Beta-site amyloid precursor protein cleaving enzyme 1 (BACE1) is a key enzyme that when abnormally expressed leads to the overproduction of β-amyloid protein (Aβ). Lead (Pb) exposure exacerbates Aβ accumulation by upregulating BACE1 levels, increasing the risk of cognitive impairments and neurodegenerative diseases. Additionally, Pb-induced elevation of BACE1 is implicated in immune regulation, influencing microglial polarization and neuroinflammation. To address this, we developed a glucosylated enzyme-responsive nanoprobe for BACE1 detection and neuroinflammation alleviation. Utilizing a fluorescence resonance energy transfer (FRET) platform, polydopamine (PDA) nanoparticles were designed to quench the near-infrared emission of donor IR780, conjugated to a BACE1-specific peptide substrate (CK-9).
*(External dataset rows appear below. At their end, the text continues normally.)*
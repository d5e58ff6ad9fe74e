use serde::{Deserialize, Serialize};
use std::collections::BTreeSet;

use super::aggregate::{ProductoVender, StoredProducto};

/// Значение фильтра "все" для муниципалитета и категории
pub const ALL: &str = "todos";

/// Фильтр каталога (поиск, муниципалитет, категория, диапазон цены продажи)
#[derive(Debug, Clone, Default, Serialize, Deserialize)]
#[serde(rename_all = "camelCase")]
pub struct CatalogFilter {
    #[serde(default)]
    pub search: Option<String>,
    #[serde(default)]
    pub municipio: Option<String>,
    #[serde(default)]
    pub categoria: Option<String>,
    #[serde(default)]
    pub precio_min: Option<f64>,
    #[serde(default)]
    pub precio_max: Option<f64>,
}

impl CatalogFilter {
    pub fn matches(&self, p: &ProductoVender) -> bool {
        self.matches_search(p)
            && exact_or_all(self.municipio.as_deref(), &p.municipio)
            && exact_or_all(self.categoria.as_deref(), &p.categoria)
            && self.matches_price(p.precio_venta)
    }

    fn matches_search(&self, p: &ProductoVender) -> bool {
        let needle = match self.search.as_deref().map(str::trim) {
            Some(s) if !s.is_empty() => s.to_lowercase(),
            _ => return true,
        };
        p.producto.to_lowercase().contains(&needle) || p.codigo.to_lowercase().contains(&needle)
    }

    fn matches_price(&self, price: f64) -> bool {
        // Границы <= 0 считаются не заданными
        let min_ok = match self.precio_min {
            Some(min) if min > 0.0 => price >= min,
            _ => true,
        };
        let max_ok = match self.precio_max {
            Some(max) if max > 0.0 => price <= max,
            _ => true,
        };
        min_ok && max_ok
    }
}

fn exact_or_all(wanted: Option<&str>, actual: &str) -> bool {
    match wanted {
        None | Some(ALL) => true,
        Some(w) => w == actual,
    }
}

/// Доступные значения для выпадающих фильтров
#[derive(Debug, Clone, Default, PartialEq, Serialize, Deserialize)]
pub struct CatalogFacets {
    pub municipios: Vec<String>,
    pub categorias: Vec<String>,
}

impl CatalogFacets {
    pub fn from_records<'a>(records: impl IntoIterator<Item = &'a ProductoVender>) -> Self {
        let mut municipios = BTreeSet::new();
        let mut categorias = BTreeSet::new();
        for p in records {
            if !p.municipio.is_empty() {
                municipios.insert(p.municipio.clone());
            }
            if !p.categoria.is_empty() {
                categorias.insert(p.categoria.clone());
            }
        }
        Self {
            municipios: municipios.into_iter().collect(),
            categorias: categorias.into_iter().collect(),
        }
    }
}

/// Результат запроса к каталогу
#[derive(Debug, Clone, Serialize, Deserialize)]
#[serde(rename_all = "camelCase")]
pub struct CatalogView {
    /// Всего товаров в каталоге (до фильтрации)
    pub total: usize,
    pub facets: CatalogFacets,
    pub productos: Vec<StoredProducto>,
}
The selective cleavage of CK-9 by BACE1 restored the fluorescence of IR780, exhibiting clear linearity with BACE1 concentrations from 60 to 125 ng/mL and achieving a detection limit of 90.8 pM. The high reductive activity of catechol and quinone groups on PDA, combined with curcumin, provided efficacious ROS scavenging, promoting the polarization of microglia from a pro-inflammatory to an anti-inflammatory state. Moreover, these nanoprobes were specifically designed to cross the blood–brain barrier via GLUT1-mediated targeting, enabling the highly efficient and targeted reaction of Pb-induced BACE1 upregulation in vivo. This multifunctional approach expands the clinical potential of BACE1-targeted diagnostic and therapeutic strategies for neurodegenerative diseases.